Welcome to a new post in the Featured Jetter series! A Featured Jetter is someone who either has diabetes/is involved in the diabetes world, or is a bike rider of some sort/is involved in the biking world, or both. While we started this blog to share our journey of raising $11k for the JDRF Ride to Cure Diabetes in Death Valley, CA this October 2018 (donate here!), a blog only about us would be, well, kinda boring. In doing this ride, we wanted to connect with the wider diabetes and biking communities, and in doing this blog, we’ve decided we would like to raise up and highlight some amazing people doing wonderful work.
Lauren is not only an incredible cook and baker, a world traveler, and a philosophical conversationalist, she’s also a thoughtful friend and community builder. In other words, she’s the best type of person out there. Broche first met Lauren when Broche was planning a move to Portland, Oregon, from Boston, Massachusetts. Broche knew two people in the entire state of Oregon at the time, and was visiting the city for a week. It was April 2012, and even though she wasn’t planning to move until the summer, she still jumped on Craigslist to see what housing was available. Because she’s a planner, she ended up sending an email to one place looking for a new roommate, and even got an interview. And then she got what remains to this day one of her favorite emails. Basically, the email said that though the house decided to go with someone else for a roommate, the person who wrote the email thought Broche was neat and wanted to stay in touch to hang out when she got back to Portland. That person was Lauren, and stay in touch they did. Hang out, they did. Do Thanksgiving dinner together with a really fun bunch of people Broche didn’t know before that night, they did.
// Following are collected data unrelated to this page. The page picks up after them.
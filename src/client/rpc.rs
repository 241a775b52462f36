use super::ChainClient;
use futures_util::future::BoxFuture;
use futures_util::FutureExt;
use std::future::Future;
use std::time::Duration;
use web3::error::TransportError;
use web3::transports::Http;
use web3::types::{Address, BlockNumber, Bytes, CallRequest, TransactionReceipt, H256, U256, U64};
use web3::Web3;

pub const DEFAULT_RPC_TIMEOUT: Duration = Duration::from_secs(30);

/// ChainClient over a plain HTTP JSON-RPC endpoint. Every call carries the
/// configured per-chain deadline.
pub struct Web3ChainClient {
    web3: Web3<Http>,
    call_timeout: Duration,
}

impl Web3ChainClient {
    pub fn new(endpoint: &str, call_timeout: Duration) -> Result<Self, web3::Error> {
        let transport = Http::new(endpoint)?;
        Ok(Web3ChainClient {
            web3: Web3::new(transport),
            call_timeout,
        })
    }

    async fn with_deadline<T>(
        &self,
        fut: impl Future<Output = Result<T, web3::Error>>,
    ) -> Result<T, web3::Error> {
        match tokio::time::timeout(self.call_timeout, fut).await {
            Ok(res) => res,
            Err(_elapsed) => Err(web3::Error::Transport(TransportError::Message(format!(
                "request timed out after {:?}",
                self.call_timeout
            )))),
        }
    }
}

impl ChainClient for Web3ChainClient {
    fn chain_id(&self) -> BoxFuture<'_, Result<U256, web3::Error>> {
        async move { self.with_deadline(self.web3.eth().chain_id()).await }.boxed()
    }

    fn suggest_gas_price(&self) -> BoxFuture<'_, Result<U256, web3::Error>> {
        async move { self.with_deadline(self.web3.eth().gas_price()).await }.boxed()
    }

    fn pending_nonce(&self, address: Address) -> BoxFuture<'_, Result<U256, web3::Error>> {
        async move {
            self.with_deadline(
                self.web3
                    .eth()
                    .transaction_count(address, Some(BlockNumber::Pending)),
            )
            .await
        }
        .boxed()
    }

    fn estimate_gas(&self, call: CallRequest) -> BoxFuture<'_, Result<U256, web3::Error>> {
        async move { self.with_deadline(self.web3.eth().estimate_gas(call, None)).await }.boxed()
    }

    fn send_raw_transaction(&self, rlp: Bytes) -> BoxFuture<'_, Result<H256, web3::Error>> {
        async move { self.with_deadline(self.web3.eth().send_raw_transaction(rlp)).await }.boxed()
    }

    fn block_number(&self) -> BoxFuture<'_, Result<U64, web3::Error>> {
        async move { self.with_deadline(self.web3.eth().block_number()).await }.boxed()
    }

    fn transaction_receipt(
        &self,
        tx_hash: H256,
    ) -> BoxFuture<'_, Result<Option<TransactionReceipt>, web3::Error>> {
        async move {
            self.with_deadline(self.web3.eth().transaction_receipt(tx_hash))
                .await
        }
        .boxed()
    }
}
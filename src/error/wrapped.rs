use super::ErrorBag;
use std::error::Error;

/// Error type built over ErrorBag, containing source code location and optional message
/// Note that only creating via macro is possible to catch line and file
#[derive(Debug)]
pub struct EngineError {
    pub inner: ErrorBag,
    pub msg: Option<String>,
    pub file: &'static str,
    pub line: u32,
    pub column: u32,
}

impl Error for EngineError {
    fn source(&self) -> Option<&(dyn Error + 'static)> {
        Some(&self.inner)
    }
}

impl std::fmt::Display for EngineError {
    fn fmt(&self, f: &mut std::fmt::Formatter<'_>) -> std::fmt::Result {
        let file_loc = {
            #[cfg(debug_assertions)]
            {
                use std::fs;
                let p = std::path::Path::new(self.file);
                if p.exists() {
                    let path = fs::canonicalize(p).unwrap_or_else(|_| self.file.into());
                    path.display().to_string().replace(r"\\?\", "")
                } else {
                    self.file.replace('\\', "/")
                }
            }
            #[cfg(not(debug_assertions))]
            self.file.replace('\\', "/")
        };

        if let Some(msg) = &self.msg {
            write!(
                f,
                "{}, {}, {}:{}:{}",
                msg, self.inner, file_loc, self.line, self.column
            )
        } else {
            write!(
                f,
                "{}, {}:{}:{}",
                self.inner, file_loc, self.line, self.column
            )
        }
    }
}
use super::{Direction, SwapStatus};
use chrono::{DateTime, Utc};
use serde::Serialize;

/// One logical bridge operation. Every mutation happens inside a DB
/// transaction that also rewrites `record_hash`.
#[derive(Serialize, sqlx::FromRow, Debug, Clone)]
#[serde(rename_all = "camelCase")]
pub struct SwapDao {
    pub id: i64,
    pub status: SwapStatus,
    pub sponsor: String,
    pub src_token_addr: String,
    pub dst_token_addr: String,
    pub symbol: String,
    pub amount: String,
    pub decimals: i64,
    pub direction: Direction,
    pub start_tx_hash: String,
    pub fill_tx_hash: String,
    pub to_chain_id: String,
    pub log: String,
    #[serde(skip_serializing)]
    pub record_hash: String,
    pub retry_count: i64,
    pub created_at: DateTime<Utc>,
    pub updated_at: DateTime<Utc>,
}
use crate::db::model::SwapDao;
use hmac::{Hmac, Mac};
use sha2::Sha256;

type HmacSha256 = Hmac<Sha256>;

/// Version tag mixed into the MAC input. Bump when the covered field set
/// changes; existing rows then fail verification instead of silently
/// authenticating under a different schema.
const MAC_SCHEMA_VERSION: &str = "1";

/// Keyed MAC binding a persisted swap record to the engine secret.
/// Writers seal rows inside the transaction that persists them; readers
/// verify before acting on a row.
pub struct SwapRecordMac {
    key: Vec<u8>,
}

impl SwapRecordMac {
    pub fn new(key: &str) -> Self {
        SwapRecordMac {
            key: key.as_bytes().to_vec(),
        }
    }

    pub fn compute(&self, swap: &SwapDao) -> String {
        let material = format!(
            "{}#{}#{}#{}#{}#{}#{}#{}#{}#{}#{}",
            MAC_SCHEMA_VERSION,
            swap.status,
            swap.sponsor,
            swap.src_token_addr,
            swap.dst_token_addr,
            swap.symbol,
            swap.amount,
            swap.decimals,
            swap.direction,
            swap.start_tx_hash,
            swap.fill_tx_hash,
        );
        let mut mac =
            HmacSha256::new_from_slice(&self.key).expect("HMAC can take key of any size");
        mac.update(material.as_bytes());
        hex::encode(mac.finalize().into_bytes())
    }

    pub fn seal(&self, swap: &mut SwapDao) {
        swap.record_hash = self.compute(swap);
    }

    pub fn verify(&self, swap: &SwapDao) -> bool {
        swap.record_hash == self.compute(swap)
    }
}
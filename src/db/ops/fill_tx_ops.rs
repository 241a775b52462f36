use crate::db::model::*;
use sqlx::Executor;
use sqlx::Sqlite;

pub async fn insert_fill_tx<'c, E>(
    executor: E,
    fill_tx: &SwapFillTxDao,
) -> Result<SwapFillTxDao, sqlx::Error>
where
    E: Executor<'c, Database = Sqlite>,
{
    let res = sqlx::query_as::<_, SwapFillTxDao>(
        r"INSERT INTO swap_fill_tx
(direction, start_swap_tx_hash, fill_swap_tx_hash, gas_price, height, consumed_fee_amount, status, track_retry_counter, created_at, updated_at)
VALUES ($1, $2, $3, $4, $5, $6, $7, $8, $9, $10) RETURNING *;
",
    )
    .bind(fill_tx.direction)
    .bind(&fill_tx.start_swap_tx_hash)
    .bind(&fill_tx.fill_swap_tx_hash)
    .bind(&fill_tx.gas_price)
    .bind(fill_tx.height)
    .bind(&fill_tx.consumed_fee_amount)
    .bind(fill_tx.status)
    .bind(fill_tx.track_retry_counter)
    .bind(fill_tx.created_at)
    .bind(fill_tx.updated_at)
    .fetch_one(executor)
    .await?;
    Ok(res)
}

/// The single fill attempt that may still settle on chain. Failed and
/// Missing attempts left behind by earlier retries are not in flight.
pub async fn get_in_flight_fill_tx<'c, E>(
    executor: E,
    start_swap_tx_hash: &str,
) -> Result<Option<SwapFillTxDao>, sqlx::Error>
where
    E: Executor<'c, Database = Sqlite>,
{
    let row = sqlx::query_as::<_, SwapFillTxDao>(
        r"SELECT * FROM swap_fill_tx
WHERE start_swap_tx_hash = $1 AND status IN ($2, $3)
ORDER BY id DESC LIMIT 1",
    )
    .bind(start_swap_tx_hash)
    .bind(FillTxStatus::Created)
    .bind(FillTxStatus::Sent)
    .fetch_optional(executor)
    .await?;
    Ok(row)
}

pub async fn get_fill_txs_by_start_tx_hash<'c, E>(
    executor: E,
    start_swap_tx_hash: &str,
) -> Result<Vec<SwapFillTxDao>, sqlx::Error>
where
    E: Executor<'c, Database = Sqlite>,
{
    let rows = sqlx::query_as::<_, SwapFillTxDao>(
        r"SELECT * FROM swap_fill_tx WHERE start_swap_tx_hash = $1 ORDER BY id ASC",
    )
    .bind(start_swap_tx_hash)
    .fetch_all(executor)
    .await?;
    Ok(rows)
}

pub async fn update_fill_tx_status<'c, E>(
    executor: E,
    fill_tx_id: i64,
    status: FillTxStatus,
) -> Result<(), sqlx::Error>
where
    E: Executor<'c, Database = Sqlite>,
{
    sqlx::query(r"UPDATE swap_fill_tx SET status = $2, updated_at = $3 WHERE id = $1")
        .bind(fill_tx_id)
        .bind(status)
        .bind(chrono::Utc::now())
        .execute(executor)
        .await?;
    Ok(())
}

pub async fn delete_fill_tx<'c, E>(executor: E, fill_tx_id: i64) -> Result<(), sqlx::Error>
where
    E: Executor<'c, Database = Sqlite>,
{
    sqlx::query(r"DELETE FROM swap_fill_tx WHERE id = $1")
        .bind(fill_tx_id)
        .execute(executor)
        .await?;
    Ok(())
}

/// Sent fill txs whose status stayed uncertain past the per-chain poll budget.
pub async fn get_reapable_fill_txs<'c, E>(
    executor: E,
    directions: [Direction; 2],
    max_track_retry: i64,
    limit: i64,
) -> Result<Vec<SwapFillTxDao>, sqlx::Error>
where
    E: Executor<'c, Database = Sqlite>,
{
    let rows = sqlx::query_as::<_, SwapFillTxDao>(
        r"SELECT * FROM swap_fill_tx
WHERE status = $1 AND direction IN ($2, $3) AND track_retry_counter >= $4
ORDER BY id ASC LIMIT $5",
    )
    .bind(FillTxStatus::Sent)
    .bind(directions[0])
    .bind(directions[1])
    .bind(max_track_retry)
    .bind(limit)
    .fetch_all(executor)
    .await?;
    Ok(rows)
}

pub async fn get_trackable_fill_txs<'c, E>(
    executor: E,
    directions: [Direction; 2],
    max_track_retry: i64,
    limit: i64,
) -> Result<Vec<SwapFillTxDao>, sqlx::Error>
where
    E: Executor<'c, Database = Sqlite>,
{
    let rows = sqlx::query_as::<_, SwapFillTxDao>(
        r"SELECT * FROM swap_fill_tx
WHERE status = $1 AND direction IN ($2, $3) AND track_retry_counter < $4
ORDER BY id ASC LIMIT $5",
    )
    .bind(FillTxStatus::Sent)
    .bind(directions[0])
    .bind(directions[1])
    .bind(max_track_retry)
    .bind(limit)
    .fetch_all(executor)
    .await?;
    Ok(rows)
}

pub async fn bump_track_retry_counter<'c, E>(
    executor: E,
    fill_tx_id: i64,
) -> Result<(), sqlx::Error>
where
    E: Executor<'c, Database = Sqlite>,
{
    sqlx::query(
        r"UPDATE swap_fill_tx
SET track_retry_counter = track_retry_counter + 1, updated_at = $2
WHERE id = $1",
    )
    .bind(fill_tx_id)
    .bind(chrono::Utc::now())
    .execute(executor)
    .await?;
    Ok(())
}

pub async fn finalize_fill_tx<'c, E>(
    executor: E,
    fill_tx_id: i64,
    status: FillTxStatus,
    height: i64,
    consumed_fee_amount: &str,
) -> Result<(), sqlx::Error>
where
    E: Executor<'c, Database = Sqlite>,
{
    sqlx::query(
        r"UPDATE swap_fill_tx
SET status = $2, height = $3, consumed_fee_amount = $4, updated_at = $5
WHERE id = $1",
    )
    .bind(fill_tx_id)
    .bind(status)
    .bind(height)
    .bind(consumed_fee_amount)
    .bind(chrono::Utc::now())
    .execute(executor)
    .await?;
    Ok(())
}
Broche continues to be grateful for the honesty, the warm welcome to a new place, and the continued supportive friendship. While they’ve never gone biking together, Broche hopes they can do so when she gets back to Portland sometime. Read on!
Featured Jetter: Lauren Mitchell
What is your relation to biking and/or diabetes?
I moved to Portland after a few years out of the country, and when I left, I’d sold my car. When I came back, I didn’t want to buy another one, so I chose Portland as my landing spot partially as encouragement to bike, because the infrastructure here is so good for it. I bought a 40-pound cruiser the week I arrived, but I took my sweet time getting on it. About three years in, I started commuting — 2 miles each way — and tootling around town. New house + new job means that now my commute is 9 miles each way (and I have a much more suitable bike), and I’m doing it at least four days a week.
How has biking and/or diabetes impacted your life?
In 2014 I had some back issues that kept me off my bike for a few months. I malingered. Then I moved in 2016, and the fastest way to get to work in the morning from my new house was to stop malingering.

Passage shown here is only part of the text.